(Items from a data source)
+++++

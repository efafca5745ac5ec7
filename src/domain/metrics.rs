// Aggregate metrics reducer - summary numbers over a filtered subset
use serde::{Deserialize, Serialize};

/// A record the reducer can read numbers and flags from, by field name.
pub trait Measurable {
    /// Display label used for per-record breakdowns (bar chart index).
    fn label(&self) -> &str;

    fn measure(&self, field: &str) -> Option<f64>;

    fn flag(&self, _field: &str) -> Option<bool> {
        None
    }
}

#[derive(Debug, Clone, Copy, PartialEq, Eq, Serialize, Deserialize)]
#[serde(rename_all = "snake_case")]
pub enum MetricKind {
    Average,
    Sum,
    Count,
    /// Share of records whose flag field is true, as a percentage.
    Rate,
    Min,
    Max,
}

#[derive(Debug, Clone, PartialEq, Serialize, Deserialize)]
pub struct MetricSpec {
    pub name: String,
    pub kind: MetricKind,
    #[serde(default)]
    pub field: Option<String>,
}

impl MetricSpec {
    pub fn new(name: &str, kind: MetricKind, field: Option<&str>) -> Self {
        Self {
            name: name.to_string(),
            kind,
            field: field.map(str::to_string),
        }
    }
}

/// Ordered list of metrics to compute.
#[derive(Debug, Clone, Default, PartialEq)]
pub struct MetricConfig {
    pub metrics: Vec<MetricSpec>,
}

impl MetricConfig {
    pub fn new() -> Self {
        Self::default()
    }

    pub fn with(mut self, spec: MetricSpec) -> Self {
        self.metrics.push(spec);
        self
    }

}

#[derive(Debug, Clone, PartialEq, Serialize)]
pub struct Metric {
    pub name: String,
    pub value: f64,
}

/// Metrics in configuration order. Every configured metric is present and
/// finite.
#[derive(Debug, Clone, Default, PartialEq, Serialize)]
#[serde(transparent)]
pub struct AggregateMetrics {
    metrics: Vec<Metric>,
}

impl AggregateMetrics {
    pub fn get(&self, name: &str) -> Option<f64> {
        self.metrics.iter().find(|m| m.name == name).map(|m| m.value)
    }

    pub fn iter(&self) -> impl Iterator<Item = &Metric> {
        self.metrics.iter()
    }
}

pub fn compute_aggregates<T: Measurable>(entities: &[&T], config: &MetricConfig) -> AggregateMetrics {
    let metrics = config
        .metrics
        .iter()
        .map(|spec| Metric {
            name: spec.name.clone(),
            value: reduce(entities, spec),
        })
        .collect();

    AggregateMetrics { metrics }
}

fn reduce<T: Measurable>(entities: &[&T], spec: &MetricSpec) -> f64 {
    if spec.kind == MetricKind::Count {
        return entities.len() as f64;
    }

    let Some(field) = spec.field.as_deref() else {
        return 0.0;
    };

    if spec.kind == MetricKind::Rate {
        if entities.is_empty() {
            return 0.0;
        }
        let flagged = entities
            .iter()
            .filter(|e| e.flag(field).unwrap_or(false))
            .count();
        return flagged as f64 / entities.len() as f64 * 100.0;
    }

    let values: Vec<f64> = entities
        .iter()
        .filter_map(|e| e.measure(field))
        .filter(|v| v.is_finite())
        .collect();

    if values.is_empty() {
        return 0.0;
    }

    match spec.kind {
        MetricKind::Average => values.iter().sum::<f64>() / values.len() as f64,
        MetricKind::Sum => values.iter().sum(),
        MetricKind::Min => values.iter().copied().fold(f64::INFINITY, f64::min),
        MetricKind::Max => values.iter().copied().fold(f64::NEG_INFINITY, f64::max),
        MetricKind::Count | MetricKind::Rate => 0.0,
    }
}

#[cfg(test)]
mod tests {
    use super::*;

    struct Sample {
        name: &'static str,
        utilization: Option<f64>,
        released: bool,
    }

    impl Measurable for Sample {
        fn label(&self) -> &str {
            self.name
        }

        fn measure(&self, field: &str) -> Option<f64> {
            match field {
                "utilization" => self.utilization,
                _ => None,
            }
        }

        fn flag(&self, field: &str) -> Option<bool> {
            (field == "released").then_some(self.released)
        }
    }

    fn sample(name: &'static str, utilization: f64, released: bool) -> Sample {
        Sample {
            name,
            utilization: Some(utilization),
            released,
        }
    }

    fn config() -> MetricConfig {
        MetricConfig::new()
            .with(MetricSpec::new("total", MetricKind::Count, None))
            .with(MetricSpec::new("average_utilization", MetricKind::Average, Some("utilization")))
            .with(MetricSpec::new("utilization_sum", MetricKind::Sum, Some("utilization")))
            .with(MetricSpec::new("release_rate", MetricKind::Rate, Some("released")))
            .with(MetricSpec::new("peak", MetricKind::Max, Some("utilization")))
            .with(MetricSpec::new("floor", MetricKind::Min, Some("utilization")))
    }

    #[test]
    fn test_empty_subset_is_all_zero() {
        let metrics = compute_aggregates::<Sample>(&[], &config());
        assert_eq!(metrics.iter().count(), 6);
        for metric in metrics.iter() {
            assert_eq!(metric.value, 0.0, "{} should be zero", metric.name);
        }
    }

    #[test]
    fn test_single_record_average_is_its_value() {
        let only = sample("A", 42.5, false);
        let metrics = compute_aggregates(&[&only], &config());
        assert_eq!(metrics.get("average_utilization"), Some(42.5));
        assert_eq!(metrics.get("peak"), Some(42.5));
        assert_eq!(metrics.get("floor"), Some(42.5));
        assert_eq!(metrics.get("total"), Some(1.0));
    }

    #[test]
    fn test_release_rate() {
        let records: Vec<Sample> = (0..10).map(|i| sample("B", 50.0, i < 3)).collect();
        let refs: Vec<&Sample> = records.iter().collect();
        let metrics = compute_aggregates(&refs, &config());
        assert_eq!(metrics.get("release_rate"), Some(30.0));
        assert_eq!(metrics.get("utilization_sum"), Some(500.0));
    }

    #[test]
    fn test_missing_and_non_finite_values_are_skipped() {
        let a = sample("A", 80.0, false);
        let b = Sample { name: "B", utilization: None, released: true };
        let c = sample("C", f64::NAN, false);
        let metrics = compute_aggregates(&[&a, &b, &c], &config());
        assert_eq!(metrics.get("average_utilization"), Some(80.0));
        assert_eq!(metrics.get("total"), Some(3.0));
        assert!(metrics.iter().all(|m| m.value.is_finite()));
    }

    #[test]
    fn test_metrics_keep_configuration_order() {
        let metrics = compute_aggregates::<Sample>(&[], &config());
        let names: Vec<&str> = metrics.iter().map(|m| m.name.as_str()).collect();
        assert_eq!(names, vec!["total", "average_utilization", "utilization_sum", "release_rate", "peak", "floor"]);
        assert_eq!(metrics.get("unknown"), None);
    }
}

+++++

- Task to complete
Make an exact copy of the records.

- Written solution
repository efafca5745ac5ec7
filename src/domain/metrics.rs
// Aggregate metrics reducer - summary numbers over a filtered subset
use serde::{Deserialize, Serialize};

/// A record the reducer can read numbers and flags from, by field name.
pub trait Measurable {
    /// Display label used for per-record breakdowns (bar chart index).
    fn label(&self) -> &str;

    fn measure(&self, field: &str) -> Option<f64>;

    fn flag(&self, _field: &str) -> Option<bool> {
        None
    }
}

#[derive(Debug, Clone, Copy, PartialEq, Eq, Serialize, Deserialize)]
#[serde(rename_all = "snake_case")]
pub enum MetricKind {
    Average,
    Sum,
    Count,
    /// Share of records whose flag field is true, as a percentage.
    Rate,
    Min,
    Max,
}

#[derive(Debug, Clone, PartialEq, Serialize, Deserialize)]
pub struct MetricSpec {
    pub name: String,
    pub kind: MetricKind,
    #[serde(default)]
    pub field: Option<String>,
}

impl MetricSpec {
    pub fn new(name: &str, kind: MetricKind, field: Option<&str>) -> Self {
        Self {
            name: name.to_string(),
            kind,
            field: field.map(str::to_string),
        }
    }
}

/// Ordered list of metrics to compute.
#[derive(Debug, Clone, Default, PartialEq)]
pub struct MetricConfig {
    pub metrics: Vec<MetricSpec>,
}

impl MetricConfig {
    pub fn new() -> Self {
        Self::default()
    }

    pub fn with(mut self, spec: MetricSpec) -> Self {
        self.metrics.push(spec);
        self
    }

}

#[derive(Debug, Clone, PartialEq, Serialize)]
pub struct Metric {
    pub name: String,
    pub value: f64,
}

/// Metrics in configuration order. Every configured metric is present and
/// finite.
#[derive(Debug, Clone, Default, PartialEq, Serialize)]
#[serde(transparent)]
pub struct AggregateMetrics {
    metrics: Vec<Metric>,
}

impl AggregateMetrics {
    pub fn get(&self, name: &str) -> Option<f64> {
        self.metrics.iter().find(|m| m.name == name).map(|m| m.value)
    }

    pub fn iter(&self) -> impl Iterator<Item = &Metric> {
        self.metrics.iter()
    }
}

pub fn compute_aggregates<T: Measurable>(entities: &[&T], config: &MetricConfig) -> AggregateMetrics {
    let metrics = config
        .metrics
        .iter()
        .map(|spec| Metric {
            name: spec.name.clone(),
            value: reduce(entities, spec),
        })
        .collect();

    AggregateMetrics { metrics }
}

fn reduce<T: Measurable>(entities: &[&T], spec: &MetricSpec) -> f64 {
    if spec.kind == MetricKind::Count {
        return entities.len() as f64;
    }

    let Some(field) = spec.field.as_deref() else {
        return 0.0;
    };

    if spec.kind == MetricKind::Rate {
        if entities.is_empty() {
            return 0.0;
        }
        let flagged = entities
            .iter()
            .filter(|e| e.flag(field).unwrap_or(false))
            .count();
        return flagged as f64 / entities.len() as f64 * 100.0;
    }

    let values: Vec<f64> = entities
        .iter()
        .filter_map(|e| e.measure(field))
        .filter(|v| v.is_finite())
        .collect();

    if values.is_empty() {
        return 0.0;
    }

    match spec.kind {
        MetricKind::Average => values.iter().sum::<f64>() / values.len() as f64,
        MetricKind::Sum => values.iter().sum(),
        MetricKind::Min => values.iter().copied().fold(f64::INFINITY, f64::min),
        MetricKind::Max => values.iter().copied().fold(f64::NEG_INFINITY, f64::max),
        MetricKind::Count | MetricKind::Rate => 0.0,
    }
}

#[cfg(test)]
mod tests {
    use super::*;

    struct Sample {
        name: &'static str,
        utilization: Option<f64>,
        released: bool,
    }

    impl Measurable for Sample {
        fn label(&self) -> &str {
            self.name
        }

        fn measure(&self, field: &str) -> Option<f64> {
            match field {
                "utilization" => self.utilization,
                _ => None,
            }
        }

        fn flag(&self, field: &str) -> Option<bool> {
            (field == "released").then_some(self.released)
        }
    }

    fn sample(name: &'static str, utilization: f64, released: bool) -> Sample {
        Sample {
            name,
            utilization: Some(utilization),
            released,
        }
    }

    fn config() -> MetricConfig {
        MetricConfig::new()
            .with(MetricSpec::new("total", MetricKind::Count, None))
            .with(MetricSpec::new("average_utilization", MetricKind::Average, Some("utilization")))
            .with(MetricSpec::new("utilization_sum", MetricKind::Sum, Some("utilization")))
            .with(MetricSpec::new("release_rate", MetricKind::Rate, Some("released")))
            .with(MetricSpec::new("peak", MetricKind::Max, Some("utilization")))
            .with(MetricSpec::new("floor", MetricKind::Min, Some("utilization")))
    }

    #[test]
    fn test_empty_subset_is_all_zero() {
        let metrics = compute_aggregates::<Sample>(&[], &config());
        assert_eq!(metrics.iter().count(), 6);
        for metric in metrics.iter() {
            assert_eq!(metric.value, 0.0, "{} should be zero", metric.name);
        }
    }

    #[test]
    fn test_single_record_average_is_its_value() {
        let only = sample("A", 42.5, false);
        let metrics = compute_aggregates(&[&only], &config());
        assert_eq!(metrics.get("average_utilization"), Some(42.5));
        assert_eq!(metrics.get("peak"), Some(42.5));
        assert_eq!(metrics.get("floor"), Some(42.5));
        assert_eq!(metrics.get("total"), Some(1.0));
    }

    #[test]
    fn test_release_rate() {
        let records: Vec<Sample> = (0..10).map(|i| sample("B", 50.0, i < 3)).collect();
        let refs: Vec<&Sample> = records.iter().collect();
        let metrics = compute_aggregates(&refs, &config());
        assert_eq!(metrics.get("release_rate"), Some(30.0));
        assert_eq!(metrics.get("utilization_sum"), Some(500.0));
    }

    #[test]
    fn test_missing_and_non_finite_values_are_skipped() {
        let a = sample("A", 80.0, false);
        let b = Sample { name: "B", utilization: None, released: true };
        let c = sample("C", f64::NAN, false);
        let metrics = compute_aggregates(&[&a, &b, &c], &config());
        assert_eq!(metrics.get("average_utilization"), Some(80.0));
        assert_eq!(metrics.get("total"), Some(3.0));
        assert!(metrics.iter().all(|m| m.value.is_finite()));
    }

    #[test]
    fn test_metrics_keep_configuration_order() {
        let metrics = compute_aggregates::<Sample>(&[], &config());
        let names: Vec<&str> = metrics.iter().map(|m| m.name.as_str()).collect();
        assert_eq!(names, vec!["total", "average_utilization", "utilization_sum", "release_rate", "peak", "floor"]);
        assert_eq!(metrics.get("unknown"), None);
    }
}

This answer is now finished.